(Stored data)
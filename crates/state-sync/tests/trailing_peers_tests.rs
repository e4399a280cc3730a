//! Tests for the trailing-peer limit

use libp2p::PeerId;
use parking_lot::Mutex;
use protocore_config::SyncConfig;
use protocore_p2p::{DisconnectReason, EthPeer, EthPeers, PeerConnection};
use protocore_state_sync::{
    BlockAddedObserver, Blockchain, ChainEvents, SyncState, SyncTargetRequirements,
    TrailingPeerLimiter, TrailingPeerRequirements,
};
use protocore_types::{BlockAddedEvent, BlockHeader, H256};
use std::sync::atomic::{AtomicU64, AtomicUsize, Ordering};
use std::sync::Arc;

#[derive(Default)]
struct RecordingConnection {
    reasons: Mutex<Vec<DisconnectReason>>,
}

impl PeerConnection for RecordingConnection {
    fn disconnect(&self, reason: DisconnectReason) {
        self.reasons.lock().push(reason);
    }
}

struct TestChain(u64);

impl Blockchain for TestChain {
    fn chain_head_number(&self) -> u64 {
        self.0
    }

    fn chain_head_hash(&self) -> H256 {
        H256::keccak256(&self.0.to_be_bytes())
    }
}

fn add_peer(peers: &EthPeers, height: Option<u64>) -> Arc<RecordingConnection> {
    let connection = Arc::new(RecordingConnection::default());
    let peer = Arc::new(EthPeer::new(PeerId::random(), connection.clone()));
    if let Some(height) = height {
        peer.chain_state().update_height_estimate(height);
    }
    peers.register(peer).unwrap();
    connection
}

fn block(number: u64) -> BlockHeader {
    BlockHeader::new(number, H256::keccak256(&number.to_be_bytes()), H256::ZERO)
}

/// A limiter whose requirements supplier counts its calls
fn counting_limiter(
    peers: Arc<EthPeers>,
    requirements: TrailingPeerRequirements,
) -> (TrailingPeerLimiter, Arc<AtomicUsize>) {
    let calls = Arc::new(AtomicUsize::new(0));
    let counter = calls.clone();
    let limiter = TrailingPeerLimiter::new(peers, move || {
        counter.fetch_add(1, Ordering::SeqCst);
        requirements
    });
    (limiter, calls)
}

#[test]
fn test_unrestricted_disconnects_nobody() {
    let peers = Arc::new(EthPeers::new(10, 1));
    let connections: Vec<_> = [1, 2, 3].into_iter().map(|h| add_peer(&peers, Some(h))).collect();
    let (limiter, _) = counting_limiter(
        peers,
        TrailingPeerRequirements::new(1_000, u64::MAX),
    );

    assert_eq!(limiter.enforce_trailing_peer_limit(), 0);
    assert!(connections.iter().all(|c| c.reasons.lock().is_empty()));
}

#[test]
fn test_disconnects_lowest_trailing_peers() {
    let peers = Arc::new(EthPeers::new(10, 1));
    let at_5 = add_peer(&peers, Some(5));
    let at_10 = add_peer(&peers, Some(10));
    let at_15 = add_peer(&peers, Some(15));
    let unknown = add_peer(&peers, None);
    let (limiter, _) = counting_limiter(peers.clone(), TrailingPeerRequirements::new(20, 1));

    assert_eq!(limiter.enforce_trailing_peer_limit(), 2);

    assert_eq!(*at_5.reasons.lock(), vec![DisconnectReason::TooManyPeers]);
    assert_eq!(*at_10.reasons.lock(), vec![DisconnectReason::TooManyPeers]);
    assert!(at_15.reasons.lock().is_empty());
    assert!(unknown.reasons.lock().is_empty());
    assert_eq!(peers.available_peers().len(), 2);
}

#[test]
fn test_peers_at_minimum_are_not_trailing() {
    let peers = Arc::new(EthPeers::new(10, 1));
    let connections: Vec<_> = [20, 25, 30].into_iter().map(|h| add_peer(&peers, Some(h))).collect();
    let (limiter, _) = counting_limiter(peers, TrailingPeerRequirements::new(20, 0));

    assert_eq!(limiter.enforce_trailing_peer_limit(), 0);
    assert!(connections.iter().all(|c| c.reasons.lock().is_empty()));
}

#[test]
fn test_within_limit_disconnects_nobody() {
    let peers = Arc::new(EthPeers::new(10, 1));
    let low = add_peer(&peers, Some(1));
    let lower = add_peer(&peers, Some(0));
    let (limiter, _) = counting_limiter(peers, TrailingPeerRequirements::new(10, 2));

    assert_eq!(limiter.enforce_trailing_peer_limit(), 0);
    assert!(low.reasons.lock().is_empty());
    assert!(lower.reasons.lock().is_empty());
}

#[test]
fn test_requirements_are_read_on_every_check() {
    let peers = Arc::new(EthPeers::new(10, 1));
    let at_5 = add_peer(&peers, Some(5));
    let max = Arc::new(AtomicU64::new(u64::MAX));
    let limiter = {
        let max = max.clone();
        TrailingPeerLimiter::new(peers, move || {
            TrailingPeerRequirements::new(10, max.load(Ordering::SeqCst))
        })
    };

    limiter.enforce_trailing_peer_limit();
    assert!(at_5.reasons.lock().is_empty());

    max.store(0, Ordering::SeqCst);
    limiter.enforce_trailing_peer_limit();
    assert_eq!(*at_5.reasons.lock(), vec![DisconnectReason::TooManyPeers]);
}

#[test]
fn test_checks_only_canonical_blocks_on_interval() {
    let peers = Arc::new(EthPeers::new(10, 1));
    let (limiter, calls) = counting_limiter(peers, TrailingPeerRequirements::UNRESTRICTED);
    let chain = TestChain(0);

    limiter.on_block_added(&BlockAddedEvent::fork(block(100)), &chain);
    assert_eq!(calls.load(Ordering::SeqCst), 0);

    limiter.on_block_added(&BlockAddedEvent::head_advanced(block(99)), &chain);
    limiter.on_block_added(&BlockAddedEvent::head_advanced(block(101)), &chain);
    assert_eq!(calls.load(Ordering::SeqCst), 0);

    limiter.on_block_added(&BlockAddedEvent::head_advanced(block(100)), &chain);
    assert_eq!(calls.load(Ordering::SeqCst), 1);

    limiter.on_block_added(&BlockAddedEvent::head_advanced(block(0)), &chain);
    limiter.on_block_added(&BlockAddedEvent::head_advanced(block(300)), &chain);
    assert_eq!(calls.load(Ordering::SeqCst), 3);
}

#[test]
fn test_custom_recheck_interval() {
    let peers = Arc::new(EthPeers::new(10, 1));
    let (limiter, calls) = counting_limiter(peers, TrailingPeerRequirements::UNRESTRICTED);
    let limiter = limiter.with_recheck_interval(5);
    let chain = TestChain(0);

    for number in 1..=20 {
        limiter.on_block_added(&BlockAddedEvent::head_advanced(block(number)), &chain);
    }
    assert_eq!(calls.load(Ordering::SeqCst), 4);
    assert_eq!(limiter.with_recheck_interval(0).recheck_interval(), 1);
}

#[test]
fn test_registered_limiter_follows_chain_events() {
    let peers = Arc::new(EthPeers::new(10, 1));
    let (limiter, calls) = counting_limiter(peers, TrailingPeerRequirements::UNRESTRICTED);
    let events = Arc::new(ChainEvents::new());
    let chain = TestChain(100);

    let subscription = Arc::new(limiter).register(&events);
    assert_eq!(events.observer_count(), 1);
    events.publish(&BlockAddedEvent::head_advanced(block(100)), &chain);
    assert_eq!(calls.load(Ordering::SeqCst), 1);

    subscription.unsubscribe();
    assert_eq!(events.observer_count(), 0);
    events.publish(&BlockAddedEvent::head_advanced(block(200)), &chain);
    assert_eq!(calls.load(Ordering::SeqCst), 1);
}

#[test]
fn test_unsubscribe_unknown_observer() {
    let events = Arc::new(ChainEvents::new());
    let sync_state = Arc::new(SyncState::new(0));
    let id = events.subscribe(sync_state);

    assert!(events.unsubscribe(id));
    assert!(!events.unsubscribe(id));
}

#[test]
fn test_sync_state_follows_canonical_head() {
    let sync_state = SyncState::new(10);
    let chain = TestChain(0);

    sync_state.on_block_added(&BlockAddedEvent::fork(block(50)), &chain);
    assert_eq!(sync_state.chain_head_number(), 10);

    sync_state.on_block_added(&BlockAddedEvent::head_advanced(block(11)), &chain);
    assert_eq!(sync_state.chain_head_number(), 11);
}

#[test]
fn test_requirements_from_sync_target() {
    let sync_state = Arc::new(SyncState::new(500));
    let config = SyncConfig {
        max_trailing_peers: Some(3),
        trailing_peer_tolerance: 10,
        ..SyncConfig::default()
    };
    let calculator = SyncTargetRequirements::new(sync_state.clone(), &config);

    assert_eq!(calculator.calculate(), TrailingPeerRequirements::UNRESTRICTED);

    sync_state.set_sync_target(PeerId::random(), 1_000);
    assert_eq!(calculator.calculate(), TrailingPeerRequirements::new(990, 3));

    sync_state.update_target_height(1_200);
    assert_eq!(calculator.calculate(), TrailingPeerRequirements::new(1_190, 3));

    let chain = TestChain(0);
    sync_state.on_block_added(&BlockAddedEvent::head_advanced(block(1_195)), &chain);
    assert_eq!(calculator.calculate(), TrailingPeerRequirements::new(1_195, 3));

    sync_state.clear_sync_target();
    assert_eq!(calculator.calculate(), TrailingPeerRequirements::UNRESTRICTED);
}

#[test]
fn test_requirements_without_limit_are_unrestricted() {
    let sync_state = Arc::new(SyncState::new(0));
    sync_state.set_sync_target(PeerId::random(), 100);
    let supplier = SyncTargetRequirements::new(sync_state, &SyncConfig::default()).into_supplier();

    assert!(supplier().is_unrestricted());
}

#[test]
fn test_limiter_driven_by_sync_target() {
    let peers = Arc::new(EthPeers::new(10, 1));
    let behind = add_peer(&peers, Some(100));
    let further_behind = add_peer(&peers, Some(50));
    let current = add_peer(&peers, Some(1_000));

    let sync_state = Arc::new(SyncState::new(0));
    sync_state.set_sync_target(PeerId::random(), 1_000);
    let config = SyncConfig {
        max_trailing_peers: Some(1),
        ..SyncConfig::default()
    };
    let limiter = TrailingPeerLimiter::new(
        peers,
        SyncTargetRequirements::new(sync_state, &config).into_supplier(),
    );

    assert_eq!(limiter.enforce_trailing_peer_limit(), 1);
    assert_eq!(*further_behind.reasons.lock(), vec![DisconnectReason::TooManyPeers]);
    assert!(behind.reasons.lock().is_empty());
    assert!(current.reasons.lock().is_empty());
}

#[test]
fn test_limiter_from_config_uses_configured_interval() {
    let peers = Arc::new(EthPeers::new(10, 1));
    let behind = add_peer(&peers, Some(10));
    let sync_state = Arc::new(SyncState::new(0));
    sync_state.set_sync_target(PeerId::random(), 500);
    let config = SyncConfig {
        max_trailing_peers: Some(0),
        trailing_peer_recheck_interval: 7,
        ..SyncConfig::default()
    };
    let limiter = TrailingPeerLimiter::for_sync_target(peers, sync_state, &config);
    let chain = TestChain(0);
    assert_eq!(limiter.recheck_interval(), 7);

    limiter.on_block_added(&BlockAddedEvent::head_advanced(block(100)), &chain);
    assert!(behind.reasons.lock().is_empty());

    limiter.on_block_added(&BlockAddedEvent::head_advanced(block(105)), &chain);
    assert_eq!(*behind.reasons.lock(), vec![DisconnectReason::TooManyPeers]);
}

→ PROBLEM TO WORK ON: Where a line of the data contains "PeerId", copy that line.

→ RESPONSE BELOW:
use libp2p::PeerId;
    let peer = Arc::new(EthPeer::new(PeerId::random(), connection.clone()));
    sync_state.set_sync_target(PeerId::random(), 1_000);
    sync_state.set_sync_target(PeerId::random(), 100);
    sync_state.set_sync_target(PeerId::random(), 1_000);
    sync_state.set_sync_target(PeerId::random(), 500);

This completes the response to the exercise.